Instructions to follow.
Return every line of the data that contains the string "async".

Records for this task.

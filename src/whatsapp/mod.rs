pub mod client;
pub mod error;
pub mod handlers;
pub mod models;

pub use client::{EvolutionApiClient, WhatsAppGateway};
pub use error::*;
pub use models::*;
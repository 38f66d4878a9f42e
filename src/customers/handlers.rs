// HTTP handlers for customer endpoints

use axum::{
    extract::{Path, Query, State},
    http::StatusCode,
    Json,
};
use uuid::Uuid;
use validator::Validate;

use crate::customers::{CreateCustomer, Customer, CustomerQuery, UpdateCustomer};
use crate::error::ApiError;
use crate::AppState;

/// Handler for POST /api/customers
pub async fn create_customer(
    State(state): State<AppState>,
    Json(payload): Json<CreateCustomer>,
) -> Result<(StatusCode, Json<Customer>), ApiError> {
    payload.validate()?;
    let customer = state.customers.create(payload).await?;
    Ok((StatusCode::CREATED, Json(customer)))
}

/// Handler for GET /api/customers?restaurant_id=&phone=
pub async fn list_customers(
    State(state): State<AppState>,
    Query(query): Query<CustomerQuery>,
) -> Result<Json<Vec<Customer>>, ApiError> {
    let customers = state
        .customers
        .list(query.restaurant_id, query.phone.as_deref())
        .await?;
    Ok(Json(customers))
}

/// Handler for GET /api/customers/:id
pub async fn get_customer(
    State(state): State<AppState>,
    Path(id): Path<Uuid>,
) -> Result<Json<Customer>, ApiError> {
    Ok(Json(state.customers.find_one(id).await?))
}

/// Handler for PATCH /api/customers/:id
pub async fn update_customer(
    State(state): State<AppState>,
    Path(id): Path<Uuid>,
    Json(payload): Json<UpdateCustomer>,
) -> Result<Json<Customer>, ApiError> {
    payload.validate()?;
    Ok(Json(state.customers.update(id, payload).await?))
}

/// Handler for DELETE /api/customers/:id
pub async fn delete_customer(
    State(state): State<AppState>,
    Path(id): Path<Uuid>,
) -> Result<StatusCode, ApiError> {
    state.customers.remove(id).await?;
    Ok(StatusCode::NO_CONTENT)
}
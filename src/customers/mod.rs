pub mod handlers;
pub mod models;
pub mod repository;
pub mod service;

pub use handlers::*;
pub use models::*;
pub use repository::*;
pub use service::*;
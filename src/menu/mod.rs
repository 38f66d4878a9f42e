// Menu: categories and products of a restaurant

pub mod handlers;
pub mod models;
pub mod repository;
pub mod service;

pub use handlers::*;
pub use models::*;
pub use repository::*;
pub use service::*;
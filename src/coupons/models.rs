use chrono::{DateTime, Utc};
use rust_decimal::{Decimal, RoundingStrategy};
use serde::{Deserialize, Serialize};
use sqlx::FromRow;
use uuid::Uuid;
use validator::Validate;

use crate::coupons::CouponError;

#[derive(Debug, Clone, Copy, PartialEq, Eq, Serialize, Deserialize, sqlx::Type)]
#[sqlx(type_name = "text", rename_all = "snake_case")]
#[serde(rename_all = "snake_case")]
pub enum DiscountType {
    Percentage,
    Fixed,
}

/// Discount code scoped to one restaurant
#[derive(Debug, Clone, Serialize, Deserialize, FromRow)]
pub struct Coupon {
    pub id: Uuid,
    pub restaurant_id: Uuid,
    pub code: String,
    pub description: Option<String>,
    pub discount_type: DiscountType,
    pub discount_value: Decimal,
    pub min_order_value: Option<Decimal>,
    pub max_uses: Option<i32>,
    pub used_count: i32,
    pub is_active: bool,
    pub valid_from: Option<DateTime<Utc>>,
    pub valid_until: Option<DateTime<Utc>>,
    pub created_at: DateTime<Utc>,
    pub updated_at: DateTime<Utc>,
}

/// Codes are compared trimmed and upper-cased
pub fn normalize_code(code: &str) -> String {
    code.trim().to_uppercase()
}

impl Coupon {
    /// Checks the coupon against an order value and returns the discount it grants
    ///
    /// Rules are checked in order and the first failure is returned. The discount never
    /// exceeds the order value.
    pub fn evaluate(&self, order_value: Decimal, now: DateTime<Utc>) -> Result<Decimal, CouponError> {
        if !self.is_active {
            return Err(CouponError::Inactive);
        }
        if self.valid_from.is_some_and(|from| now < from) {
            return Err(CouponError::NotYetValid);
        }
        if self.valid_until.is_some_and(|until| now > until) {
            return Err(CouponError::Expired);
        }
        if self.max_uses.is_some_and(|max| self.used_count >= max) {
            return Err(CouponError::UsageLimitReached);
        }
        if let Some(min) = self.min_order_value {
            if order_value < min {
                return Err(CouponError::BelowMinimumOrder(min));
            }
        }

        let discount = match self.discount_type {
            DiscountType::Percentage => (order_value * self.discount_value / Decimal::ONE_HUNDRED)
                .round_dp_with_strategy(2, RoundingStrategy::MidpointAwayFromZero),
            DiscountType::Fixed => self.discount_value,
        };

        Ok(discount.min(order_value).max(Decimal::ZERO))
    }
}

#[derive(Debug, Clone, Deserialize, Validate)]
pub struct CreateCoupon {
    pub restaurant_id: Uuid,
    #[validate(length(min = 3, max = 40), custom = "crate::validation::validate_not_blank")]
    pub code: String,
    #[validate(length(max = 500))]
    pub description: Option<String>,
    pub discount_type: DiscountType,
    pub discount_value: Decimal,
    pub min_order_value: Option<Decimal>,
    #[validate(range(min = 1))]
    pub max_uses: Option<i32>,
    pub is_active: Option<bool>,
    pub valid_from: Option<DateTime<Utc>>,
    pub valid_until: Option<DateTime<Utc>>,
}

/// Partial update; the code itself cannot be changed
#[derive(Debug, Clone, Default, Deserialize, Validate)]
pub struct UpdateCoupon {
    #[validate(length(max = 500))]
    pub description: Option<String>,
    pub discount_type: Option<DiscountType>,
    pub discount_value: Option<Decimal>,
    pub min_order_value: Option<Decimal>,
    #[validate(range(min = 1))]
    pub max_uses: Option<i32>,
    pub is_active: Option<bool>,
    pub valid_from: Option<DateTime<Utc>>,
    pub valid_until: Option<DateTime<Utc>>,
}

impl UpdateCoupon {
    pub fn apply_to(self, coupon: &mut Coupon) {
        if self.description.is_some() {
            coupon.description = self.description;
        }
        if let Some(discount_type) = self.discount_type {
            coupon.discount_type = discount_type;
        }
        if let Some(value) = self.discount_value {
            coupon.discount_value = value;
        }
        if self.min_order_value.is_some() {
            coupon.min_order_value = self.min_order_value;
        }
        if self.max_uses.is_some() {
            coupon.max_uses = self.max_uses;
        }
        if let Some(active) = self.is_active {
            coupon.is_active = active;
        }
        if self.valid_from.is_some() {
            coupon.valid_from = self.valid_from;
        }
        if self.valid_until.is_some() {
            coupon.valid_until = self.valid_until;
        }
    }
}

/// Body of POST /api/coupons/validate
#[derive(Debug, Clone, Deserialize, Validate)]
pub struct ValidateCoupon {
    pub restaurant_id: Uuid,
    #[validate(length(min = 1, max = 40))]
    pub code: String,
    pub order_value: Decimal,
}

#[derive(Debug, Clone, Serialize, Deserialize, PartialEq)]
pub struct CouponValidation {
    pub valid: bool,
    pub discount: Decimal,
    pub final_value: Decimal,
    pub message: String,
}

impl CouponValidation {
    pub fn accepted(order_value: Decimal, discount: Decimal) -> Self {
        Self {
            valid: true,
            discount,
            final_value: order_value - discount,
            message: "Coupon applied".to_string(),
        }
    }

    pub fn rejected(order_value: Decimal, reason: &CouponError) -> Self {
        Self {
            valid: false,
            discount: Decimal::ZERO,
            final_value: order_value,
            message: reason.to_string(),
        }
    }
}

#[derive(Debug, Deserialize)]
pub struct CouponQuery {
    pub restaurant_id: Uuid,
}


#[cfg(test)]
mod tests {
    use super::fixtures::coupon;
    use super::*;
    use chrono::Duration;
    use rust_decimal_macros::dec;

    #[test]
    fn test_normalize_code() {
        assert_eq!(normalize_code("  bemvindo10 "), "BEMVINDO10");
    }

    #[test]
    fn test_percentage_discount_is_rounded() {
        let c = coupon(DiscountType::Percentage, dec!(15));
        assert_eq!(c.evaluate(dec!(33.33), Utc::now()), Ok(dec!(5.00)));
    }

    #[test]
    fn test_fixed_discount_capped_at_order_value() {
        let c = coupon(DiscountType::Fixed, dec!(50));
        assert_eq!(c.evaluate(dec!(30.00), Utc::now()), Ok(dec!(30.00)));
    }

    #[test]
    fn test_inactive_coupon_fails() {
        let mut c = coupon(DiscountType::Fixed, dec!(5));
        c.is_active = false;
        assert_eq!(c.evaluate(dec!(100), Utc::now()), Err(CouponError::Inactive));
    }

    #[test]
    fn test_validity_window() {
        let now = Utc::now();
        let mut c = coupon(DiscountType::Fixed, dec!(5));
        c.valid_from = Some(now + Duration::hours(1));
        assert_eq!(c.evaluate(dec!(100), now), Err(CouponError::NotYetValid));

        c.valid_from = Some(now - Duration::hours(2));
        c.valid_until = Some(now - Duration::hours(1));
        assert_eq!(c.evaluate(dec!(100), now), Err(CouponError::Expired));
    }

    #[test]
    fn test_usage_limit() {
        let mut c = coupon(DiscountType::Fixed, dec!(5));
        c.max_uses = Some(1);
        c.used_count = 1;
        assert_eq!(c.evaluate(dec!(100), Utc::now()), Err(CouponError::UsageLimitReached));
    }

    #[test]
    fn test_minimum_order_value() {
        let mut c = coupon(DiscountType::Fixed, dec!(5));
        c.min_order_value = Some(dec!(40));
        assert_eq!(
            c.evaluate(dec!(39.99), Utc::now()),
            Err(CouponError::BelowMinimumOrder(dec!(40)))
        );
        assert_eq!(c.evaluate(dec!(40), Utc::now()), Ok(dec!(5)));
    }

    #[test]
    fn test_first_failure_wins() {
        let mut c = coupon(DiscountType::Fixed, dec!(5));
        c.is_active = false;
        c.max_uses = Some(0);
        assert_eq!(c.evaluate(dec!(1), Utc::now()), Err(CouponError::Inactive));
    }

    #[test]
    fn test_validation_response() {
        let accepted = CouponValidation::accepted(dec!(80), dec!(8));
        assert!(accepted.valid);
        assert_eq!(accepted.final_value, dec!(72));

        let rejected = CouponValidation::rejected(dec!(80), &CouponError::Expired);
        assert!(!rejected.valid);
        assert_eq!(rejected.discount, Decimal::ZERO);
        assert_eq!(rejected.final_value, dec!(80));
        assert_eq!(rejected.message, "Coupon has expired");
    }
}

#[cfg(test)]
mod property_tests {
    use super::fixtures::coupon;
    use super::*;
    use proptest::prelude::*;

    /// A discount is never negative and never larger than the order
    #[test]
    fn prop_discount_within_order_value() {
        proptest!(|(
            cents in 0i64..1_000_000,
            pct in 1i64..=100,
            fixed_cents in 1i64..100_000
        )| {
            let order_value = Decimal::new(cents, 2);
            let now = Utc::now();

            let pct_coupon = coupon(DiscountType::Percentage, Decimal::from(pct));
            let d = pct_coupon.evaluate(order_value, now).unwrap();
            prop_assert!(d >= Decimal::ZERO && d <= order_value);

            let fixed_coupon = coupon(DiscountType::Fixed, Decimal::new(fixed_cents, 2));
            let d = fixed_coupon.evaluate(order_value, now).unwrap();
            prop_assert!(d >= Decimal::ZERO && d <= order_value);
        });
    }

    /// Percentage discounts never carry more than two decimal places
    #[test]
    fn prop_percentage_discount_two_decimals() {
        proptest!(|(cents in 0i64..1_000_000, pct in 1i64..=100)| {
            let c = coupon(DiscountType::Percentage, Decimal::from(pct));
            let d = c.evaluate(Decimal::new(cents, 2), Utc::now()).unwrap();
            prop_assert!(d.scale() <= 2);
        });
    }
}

Response.
pub async fn create_customer(
pub async fn list_customers(
pub async fn get_customer(
pub async fn update_customer(
pub async fn delete_customer(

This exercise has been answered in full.